## Exercise instructions:
Of all the lines below, output only those starting at the one with "filename src/solver/step_control.rs" and ending at the one with "the remaining time", both ends included, exactly as written.

(Dataset excerpts)
»»
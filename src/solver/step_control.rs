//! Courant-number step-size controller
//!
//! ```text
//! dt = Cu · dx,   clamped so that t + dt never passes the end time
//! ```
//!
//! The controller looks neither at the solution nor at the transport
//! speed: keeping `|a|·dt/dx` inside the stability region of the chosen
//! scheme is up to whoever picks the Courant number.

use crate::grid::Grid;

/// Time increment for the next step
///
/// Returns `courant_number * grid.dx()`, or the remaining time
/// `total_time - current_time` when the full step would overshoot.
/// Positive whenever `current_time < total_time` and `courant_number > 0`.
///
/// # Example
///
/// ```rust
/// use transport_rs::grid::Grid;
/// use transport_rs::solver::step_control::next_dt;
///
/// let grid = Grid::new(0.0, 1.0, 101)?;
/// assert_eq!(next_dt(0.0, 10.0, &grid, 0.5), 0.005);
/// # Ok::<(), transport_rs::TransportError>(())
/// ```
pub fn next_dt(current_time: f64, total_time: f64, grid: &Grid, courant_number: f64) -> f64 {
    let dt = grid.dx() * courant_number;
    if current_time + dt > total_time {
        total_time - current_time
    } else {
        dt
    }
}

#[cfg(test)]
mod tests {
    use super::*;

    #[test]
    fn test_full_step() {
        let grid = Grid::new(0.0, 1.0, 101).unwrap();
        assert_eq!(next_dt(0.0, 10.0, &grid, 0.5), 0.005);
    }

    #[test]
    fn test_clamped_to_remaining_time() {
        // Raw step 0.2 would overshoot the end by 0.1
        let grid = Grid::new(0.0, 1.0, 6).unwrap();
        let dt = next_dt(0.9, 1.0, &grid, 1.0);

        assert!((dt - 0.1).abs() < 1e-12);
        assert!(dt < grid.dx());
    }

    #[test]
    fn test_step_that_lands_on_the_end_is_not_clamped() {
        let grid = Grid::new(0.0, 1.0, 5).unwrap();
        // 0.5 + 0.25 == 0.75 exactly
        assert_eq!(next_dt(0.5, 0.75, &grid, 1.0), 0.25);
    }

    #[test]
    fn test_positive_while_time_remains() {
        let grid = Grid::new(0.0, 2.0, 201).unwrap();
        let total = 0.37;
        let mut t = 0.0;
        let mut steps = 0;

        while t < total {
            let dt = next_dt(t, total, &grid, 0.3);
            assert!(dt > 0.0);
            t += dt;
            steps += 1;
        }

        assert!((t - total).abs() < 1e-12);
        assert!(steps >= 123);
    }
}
««
»»
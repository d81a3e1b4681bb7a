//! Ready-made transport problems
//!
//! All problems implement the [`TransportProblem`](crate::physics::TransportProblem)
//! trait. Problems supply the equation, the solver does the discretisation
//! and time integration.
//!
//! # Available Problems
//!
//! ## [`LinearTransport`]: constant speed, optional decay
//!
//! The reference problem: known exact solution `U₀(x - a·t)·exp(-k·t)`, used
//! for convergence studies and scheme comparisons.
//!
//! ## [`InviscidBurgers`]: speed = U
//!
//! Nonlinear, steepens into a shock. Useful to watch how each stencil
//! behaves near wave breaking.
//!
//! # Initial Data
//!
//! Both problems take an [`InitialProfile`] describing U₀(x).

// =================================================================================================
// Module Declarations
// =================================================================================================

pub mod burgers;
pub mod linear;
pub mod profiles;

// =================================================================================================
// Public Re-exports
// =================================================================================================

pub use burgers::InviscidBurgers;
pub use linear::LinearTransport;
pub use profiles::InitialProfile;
««
»»
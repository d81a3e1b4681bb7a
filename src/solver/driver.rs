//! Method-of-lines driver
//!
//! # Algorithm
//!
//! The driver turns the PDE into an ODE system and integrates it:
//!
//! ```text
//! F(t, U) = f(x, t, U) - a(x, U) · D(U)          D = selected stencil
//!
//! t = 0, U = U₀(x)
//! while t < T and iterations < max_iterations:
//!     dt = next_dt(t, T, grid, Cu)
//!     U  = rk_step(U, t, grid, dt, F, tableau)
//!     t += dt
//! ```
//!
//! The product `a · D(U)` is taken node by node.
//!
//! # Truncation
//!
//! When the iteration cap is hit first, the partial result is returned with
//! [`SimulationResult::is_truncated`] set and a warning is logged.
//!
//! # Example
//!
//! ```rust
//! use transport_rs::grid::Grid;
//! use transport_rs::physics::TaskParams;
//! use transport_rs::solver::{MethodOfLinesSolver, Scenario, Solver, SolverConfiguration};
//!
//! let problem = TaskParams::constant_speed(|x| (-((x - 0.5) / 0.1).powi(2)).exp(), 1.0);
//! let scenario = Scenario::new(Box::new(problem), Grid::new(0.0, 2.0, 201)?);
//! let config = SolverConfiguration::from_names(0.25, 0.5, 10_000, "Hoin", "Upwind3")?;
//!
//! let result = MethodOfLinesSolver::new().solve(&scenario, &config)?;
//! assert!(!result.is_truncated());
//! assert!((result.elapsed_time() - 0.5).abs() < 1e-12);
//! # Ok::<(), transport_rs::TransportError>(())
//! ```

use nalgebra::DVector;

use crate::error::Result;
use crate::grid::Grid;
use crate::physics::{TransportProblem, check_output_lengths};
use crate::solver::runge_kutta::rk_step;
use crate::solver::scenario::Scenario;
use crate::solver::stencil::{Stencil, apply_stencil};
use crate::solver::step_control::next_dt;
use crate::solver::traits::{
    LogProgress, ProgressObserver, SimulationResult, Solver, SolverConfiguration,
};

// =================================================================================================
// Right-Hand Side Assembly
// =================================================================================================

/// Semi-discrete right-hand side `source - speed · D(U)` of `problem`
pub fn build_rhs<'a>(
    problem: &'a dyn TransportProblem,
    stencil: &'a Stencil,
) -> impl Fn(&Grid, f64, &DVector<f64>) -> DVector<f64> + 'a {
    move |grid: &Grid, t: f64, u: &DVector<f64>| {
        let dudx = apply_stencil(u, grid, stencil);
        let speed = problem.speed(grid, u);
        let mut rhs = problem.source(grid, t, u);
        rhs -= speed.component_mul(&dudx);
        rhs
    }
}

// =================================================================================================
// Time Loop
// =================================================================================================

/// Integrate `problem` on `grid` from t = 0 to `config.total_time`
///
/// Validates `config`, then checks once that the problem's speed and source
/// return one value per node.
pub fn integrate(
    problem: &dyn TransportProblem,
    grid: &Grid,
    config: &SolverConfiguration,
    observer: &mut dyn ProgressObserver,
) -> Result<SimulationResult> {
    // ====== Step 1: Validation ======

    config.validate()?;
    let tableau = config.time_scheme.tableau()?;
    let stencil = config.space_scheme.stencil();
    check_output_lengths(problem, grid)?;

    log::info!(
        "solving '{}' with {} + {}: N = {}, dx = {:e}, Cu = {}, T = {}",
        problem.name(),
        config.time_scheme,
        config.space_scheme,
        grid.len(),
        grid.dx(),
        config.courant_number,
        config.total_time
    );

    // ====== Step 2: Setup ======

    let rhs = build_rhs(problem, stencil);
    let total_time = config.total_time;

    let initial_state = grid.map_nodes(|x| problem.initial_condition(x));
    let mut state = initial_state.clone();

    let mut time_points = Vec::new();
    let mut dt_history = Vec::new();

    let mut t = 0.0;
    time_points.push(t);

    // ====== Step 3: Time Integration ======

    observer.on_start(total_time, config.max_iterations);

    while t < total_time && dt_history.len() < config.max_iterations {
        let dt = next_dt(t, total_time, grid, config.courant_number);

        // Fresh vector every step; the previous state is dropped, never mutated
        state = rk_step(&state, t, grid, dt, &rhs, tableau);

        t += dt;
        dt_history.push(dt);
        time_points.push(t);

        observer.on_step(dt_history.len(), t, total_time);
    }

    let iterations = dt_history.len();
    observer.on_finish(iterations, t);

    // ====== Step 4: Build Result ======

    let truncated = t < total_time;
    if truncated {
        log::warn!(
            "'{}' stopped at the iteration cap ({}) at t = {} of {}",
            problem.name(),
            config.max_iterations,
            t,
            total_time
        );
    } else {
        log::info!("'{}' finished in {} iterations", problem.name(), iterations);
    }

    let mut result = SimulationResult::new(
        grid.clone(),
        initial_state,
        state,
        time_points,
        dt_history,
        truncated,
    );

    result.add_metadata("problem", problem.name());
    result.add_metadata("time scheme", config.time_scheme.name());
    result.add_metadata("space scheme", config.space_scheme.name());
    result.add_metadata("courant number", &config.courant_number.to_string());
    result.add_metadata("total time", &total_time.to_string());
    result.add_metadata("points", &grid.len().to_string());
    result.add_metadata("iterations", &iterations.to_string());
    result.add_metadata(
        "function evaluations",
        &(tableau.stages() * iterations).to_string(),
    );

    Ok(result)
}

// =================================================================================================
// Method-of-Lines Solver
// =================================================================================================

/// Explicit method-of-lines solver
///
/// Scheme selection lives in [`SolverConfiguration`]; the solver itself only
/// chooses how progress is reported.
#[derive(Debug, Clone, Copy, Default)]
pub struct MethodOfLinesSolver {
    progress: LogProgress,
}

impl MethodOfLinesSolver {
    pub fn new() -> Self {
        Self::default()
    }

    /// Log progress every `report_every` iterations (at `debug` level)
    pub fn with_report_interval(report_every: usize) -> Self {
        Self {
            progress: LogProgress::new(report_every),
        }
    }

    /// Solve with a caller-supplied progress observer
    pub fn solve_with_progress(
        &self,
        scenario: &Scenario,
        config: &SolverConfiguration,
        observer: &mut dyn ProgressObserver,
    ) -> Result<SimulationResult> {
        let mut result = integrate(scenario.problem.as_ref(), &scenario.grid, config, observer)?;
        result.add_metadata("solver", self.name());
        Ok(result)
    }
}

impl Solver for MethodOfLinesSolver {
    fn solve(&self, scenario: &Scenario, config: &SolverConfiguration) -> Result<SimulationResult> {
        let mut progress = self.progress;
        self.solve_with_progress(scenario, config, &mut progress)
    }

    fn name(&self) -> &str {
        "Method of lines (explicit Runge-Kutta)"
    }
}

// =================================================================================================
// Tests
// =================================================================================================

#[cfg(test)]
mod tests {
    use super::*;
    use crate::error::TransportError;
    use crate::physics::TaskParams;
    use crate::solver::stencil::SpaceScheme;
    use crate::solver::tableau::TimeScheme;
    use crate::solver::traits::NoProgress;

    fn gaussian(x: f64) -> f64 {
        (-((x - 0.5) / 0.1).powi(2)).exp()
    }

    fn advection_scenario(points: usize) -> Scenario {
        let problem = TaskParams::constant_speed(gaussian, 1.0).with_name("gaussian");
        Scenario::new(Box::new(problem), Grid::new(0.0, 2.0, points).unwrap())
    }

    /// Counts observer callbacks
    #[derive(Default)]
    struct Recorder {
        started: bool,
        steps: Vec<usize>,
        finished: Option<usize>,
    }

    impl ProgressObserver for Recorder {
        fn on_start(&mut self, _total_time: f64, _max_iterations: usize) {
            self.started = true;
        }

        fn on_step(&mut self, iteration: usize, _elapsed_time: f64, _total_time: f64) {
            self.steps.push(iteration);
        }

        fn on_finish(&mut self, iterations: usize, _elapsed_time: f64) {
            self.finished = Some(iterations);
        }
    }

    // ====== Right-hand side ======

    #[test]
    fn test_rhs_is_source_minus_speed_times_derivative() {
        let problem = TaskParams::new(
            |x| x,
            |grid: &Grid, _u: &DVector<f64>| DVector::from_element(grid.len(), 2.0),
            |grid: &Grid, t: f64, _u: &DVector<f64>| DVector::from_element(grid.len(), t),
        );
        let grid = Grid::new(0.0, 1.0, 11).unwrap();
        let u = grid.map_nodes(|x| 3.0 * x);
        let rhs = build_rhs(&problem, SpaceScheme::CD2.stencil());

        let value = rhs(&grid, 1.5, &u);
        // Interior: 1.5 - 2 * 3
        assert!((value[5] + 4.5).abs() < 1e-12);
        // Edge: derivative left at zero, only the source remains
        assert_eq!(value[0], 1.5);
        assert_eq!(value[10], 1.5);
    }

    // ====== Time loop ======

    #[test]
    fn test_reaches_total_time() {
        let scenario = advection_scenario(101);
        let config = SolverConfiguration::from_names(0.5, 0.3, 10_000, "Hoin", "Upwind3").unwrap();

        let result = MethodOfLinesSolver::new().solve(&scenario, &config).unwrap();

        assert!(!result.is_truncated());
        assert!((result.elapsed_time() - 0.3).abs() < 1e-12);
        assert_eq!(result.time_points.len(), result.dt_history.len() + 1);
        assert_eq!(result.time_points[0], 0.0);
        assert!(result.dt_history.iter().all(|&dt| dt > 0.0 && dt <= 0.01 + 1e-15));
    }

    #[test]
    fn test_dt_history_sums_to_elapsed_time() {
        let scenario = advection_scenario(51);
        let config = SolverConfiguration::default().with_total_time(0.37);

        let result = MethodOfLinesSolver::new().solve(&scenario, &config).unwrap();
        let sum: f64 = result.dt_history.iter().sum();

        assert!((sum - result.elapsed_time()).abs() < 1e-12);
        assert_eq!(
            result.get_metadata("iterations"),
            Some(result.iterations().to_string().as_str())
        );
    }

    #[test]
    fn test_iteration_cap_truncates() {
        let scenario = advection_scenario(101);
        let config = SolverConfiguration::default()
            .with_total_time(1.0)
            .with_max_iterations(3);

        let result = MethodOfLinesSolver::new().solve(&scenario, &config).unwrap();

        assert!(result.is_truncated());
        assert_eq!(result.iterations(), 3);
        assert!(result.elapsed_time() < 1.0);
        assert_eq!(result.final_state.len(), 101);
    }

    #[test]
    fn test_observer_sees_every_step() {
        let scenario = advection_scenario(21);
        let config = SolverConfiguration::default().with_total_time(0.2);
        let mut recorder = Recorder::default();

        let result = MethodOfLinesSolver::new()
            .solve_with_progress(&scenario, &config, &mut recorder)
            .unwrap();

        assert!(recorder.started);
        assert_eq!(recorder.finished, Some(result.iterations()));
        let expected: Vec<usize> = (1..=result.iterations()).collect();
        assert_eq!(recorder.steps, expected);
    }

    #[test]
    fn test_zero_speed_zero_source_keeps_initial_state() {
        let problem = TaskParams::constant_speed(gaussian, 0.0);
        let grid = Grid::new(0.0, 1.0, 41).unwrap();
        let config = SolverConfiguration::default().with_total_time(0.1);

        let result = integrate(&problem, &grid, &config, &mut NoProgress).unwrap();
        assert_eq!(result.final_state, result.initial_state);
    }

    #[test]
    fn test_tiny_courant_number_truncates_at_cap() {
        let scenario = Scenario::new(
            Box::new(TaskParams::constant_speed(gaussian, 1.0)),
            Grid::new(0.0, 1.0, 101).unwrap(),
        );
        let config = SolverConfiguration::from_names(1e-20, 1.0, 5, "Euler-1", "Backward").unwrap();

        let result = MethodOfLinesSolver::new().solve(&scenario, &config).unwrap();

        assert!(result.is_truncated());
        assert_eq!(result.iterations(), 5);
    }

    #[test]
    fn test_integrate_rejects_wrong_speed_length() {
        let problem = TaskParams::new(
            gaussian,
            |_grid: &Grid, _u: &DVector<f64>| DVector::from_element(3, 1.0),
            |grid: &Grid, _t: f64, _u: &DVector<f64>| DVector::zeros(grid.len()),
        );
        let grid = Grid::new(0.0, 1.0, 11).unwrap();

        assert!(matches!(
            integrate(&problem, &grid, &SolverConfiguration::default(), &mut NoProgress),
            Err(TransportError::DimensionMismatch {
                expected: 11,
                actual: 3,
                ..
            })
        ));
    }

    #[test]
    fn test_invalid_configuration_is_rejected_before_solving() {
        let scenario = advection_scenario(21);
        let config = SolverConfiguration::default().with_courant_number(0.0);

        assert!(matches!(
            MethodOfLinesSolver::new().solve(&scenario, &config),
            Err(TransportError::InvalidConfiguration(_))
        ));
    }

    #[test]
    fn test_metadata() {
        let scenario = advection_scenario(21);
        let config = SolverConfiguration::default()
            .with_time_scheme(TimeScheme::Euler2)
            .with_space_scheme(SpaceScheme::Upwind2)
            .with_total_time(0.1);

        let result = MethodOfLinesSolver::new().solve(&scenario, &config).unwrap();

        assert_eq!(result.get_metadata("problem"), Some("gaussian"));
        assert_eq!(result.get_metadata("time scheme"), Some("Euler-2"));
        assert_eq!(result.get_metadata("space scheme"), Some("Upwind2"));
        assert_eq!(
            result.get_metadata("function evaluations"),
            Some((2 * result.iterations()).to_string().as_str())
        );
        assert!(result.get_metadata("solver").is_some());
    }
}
««
## Solution below:
filename src/solver/step_control.rs
//! Courant-number step-size controller
//!
//! ```text
//! dt = Cu · dx,   clamped so that t + dt never passes the end time
//! ```
//!
//! The controller looks neither at the solution nor at the transport
//! speed: keeping `|a|·dt/dx` inside the stability region of the chosen
//! scheme is up to whoever picks the Courant number.

use crate::grid::Grid;

/// Time increment for the next step
///
/// Returns `courant_number * grid.dx()`, or the remaining time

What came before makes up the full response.